Saved data entries
---*---
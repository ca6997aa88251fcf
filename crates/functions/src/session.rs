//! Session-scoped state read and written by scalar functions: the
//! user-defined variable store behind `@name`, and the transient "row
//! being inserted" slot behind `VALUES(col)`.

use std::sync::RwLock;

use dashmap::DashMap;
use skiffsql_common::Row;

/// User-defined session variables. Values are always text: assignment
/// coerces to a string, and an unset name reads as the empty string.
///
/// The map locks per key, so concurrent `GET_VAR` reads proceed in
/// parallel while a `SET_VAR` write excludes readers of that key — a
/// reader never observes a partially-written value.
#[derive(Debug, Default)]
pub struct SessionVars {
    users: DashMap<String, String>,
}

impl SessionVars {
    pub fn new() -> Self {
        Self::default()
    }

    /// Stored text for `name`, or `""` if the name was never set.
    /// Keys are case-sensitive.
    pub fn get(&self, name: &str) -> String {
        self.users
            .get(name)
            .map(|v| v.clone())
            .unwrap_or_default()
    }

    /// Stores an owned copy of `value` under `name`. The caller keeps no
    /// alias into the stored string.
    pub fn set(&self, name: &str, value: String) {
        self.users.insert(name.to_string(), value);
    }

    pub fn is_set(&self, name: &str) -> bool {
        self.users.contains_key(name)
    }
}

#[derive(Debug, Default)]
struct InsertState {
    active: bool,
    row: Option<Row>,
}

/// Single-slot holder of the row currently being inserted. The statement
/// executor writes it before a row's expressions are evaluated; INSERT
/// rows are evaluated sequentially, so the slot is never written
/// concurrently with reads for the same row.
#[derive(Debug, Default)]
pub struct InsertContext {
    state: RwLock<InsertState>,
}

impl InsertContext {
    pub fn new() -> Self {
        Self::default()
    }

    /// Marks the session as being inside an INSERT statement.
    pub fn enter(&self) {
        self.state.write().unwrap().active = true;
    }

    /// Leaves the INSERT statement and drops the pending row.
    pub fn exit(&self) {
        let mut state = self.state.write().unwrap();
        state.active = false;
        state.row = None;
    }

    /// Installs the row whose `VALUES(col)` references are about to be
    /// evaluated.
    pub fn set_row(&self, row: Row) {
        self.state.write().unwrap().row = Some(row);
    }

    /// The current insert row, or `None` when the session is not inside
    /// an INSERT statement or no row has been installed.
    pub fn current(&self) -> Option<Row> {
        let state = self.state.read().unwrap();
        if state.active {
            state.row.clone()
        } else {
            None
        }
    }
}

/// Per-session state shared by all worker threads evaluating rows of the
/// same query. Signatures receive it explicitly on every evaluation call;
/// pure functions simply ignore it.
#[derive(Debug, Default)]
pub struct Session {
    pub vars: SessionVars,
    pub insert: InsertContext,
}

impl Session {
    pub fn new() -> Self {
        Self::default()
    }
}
---*---
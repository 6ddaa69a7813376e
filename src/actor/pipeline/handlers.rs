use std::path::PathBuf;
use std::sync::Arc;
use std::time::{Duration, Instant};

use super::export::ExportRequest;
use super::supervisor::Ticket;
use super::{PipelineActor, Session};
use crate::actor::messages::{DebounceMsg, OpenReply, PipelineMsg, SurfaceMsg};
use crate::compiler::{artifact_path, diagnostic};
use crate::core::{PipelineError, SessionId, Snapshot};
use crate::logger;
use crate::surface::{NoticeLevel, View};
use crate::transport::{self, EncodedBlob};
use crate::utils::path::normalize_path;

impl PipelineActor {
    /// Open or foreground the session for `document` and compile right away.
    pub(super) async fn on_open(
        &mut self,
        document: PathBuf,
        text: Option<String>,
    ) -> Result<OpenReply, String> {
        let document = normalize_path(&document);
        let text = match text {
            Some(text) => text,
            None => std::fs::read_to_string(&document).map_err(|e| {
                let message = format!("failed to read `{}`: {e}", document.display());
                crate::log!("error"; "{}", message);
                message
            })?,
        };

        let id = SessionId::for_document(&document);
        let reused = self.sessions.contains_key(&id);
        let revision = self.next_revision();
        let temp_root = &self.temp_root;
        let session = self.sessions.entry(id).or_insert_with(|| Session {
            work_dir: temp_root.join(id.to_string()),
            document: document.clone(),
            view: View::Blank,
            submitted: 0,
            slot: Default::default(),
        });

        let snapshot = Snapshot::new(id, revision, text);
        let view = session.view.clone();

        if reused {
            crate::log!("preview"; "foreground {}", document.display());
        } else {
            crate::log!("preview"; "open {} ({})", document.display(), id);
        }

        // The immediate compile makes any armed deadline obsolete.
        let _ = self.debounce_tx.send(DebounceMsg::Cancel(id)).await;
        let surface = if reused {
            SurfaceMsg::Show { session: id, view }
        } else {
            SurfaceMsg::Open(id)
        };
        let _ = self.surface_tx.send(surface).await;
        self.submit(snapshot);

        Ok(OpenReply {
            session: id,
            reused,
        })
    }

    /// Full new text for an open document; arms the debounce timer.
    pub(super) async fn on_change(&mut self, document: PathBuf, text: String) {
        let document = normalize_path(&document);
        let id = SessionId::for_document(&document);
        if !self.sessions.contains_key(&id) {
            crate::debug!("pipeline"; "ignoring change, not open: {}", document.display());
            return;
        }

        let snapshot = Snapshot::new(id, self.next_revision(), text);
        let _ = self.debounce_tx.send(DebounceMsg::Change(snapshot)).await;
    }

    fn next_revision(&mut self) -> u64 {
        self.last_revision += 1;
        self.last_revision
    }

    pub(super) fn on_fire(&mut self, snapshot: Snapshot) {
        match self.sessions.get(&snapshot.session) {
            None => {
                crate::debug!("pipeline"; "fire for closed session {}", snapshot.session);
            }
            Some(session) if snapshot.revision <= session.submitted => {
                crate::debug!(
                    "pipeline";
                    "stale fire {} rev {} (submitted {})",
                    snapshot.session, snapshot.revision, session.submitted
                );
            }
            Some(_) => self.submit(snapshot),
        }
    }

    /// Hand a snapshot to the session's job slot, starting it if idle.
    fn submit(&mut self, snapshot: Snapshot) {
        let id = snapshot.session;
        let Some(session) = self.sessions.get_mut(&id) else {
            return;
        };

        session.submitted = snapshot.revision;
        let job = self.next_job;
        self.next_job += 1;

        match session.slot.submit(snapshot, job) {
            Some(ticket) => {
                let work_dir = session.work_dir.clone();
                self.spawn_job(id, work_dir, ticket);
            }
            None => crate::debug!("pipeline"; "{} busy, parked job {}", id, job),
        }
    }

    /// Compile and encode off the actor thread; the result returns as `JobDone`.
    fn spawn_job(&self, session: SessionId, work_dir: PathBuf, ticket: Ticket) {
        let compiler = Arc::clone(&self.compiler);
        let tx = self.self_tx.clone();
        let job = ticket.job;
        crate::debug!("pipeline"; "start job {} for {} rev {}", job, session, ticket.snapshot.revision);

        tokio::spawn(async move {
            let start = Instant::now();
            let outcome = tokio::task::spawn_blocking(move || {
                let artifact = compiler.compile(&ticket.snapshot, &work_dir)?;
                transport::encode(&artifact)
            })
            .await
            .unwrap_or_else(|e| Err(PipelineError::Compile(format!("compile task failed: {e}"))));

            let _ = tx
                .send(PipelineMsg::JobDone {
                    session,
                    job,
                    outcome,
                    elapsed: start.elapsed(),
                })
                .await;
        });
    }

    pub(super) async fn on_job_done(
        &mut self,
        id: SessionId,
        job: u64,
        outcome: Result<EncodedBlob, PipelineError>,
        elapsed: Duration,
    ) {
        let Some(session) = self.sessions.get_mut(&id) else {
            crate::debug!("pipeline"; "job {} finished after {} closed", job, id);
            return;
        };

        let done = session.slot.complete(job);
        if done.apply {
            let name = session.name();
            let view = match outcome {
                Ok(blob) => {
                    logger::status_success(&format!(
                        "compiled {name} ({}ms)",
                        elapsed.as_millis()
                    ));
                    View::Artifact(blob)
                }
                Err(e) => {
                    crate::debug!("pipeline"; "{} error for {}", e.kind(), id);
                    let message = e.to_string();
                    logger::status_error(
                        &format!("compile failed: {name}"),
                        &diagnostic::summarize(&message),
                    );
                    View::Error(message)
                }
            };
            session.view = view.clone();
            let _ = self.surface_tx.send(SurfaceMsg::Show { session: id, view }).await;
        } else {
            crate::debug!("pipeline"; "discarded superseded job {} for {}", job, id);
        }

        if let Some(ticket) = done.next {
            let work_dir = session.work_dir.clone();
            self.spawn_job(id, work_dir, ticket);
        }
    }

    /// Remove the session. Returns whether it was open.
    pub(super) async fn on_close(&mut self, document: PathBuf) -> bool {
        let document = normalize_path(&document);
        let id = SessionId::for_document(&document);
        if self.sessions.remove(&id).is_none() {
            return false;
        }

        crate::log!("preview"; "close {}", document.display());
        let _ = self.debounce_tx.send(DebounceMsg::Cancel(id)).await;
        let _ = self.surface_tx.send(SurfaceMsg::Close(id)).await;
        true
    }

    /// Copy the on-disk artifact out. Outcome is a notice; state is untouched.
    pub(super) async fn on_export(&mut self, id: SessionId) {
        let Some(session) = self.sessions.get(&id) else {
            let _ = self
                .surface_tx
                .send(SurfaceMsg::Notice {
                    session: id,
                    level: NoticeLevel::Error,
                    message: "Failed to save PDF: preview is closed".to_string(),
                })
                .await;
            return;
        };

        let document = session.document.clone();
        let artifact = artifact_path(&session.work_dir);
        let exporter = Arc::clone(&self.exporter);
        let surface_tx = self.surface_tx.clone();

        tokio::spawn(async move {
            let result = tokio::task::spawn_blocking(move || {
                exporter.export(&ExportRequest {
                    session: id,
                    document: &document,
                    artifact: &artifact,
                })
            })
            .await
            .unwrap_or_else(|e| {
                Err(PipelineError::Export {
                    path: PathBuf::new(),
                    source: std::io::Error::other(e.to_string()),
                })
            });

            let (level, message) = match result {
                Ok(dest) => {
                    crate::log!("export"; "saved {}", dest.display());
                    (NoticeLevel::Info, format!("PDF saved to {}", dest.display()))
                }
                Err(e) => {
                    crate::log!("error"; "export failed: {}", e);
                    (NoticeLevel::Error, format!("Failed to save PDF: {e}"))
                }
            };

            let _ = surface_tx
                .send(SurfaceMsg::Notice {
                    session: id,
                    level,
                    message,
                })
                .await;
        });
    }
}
---*---
Examine the data above and state how many of its lines contain the word "rows", with no further remarks.

2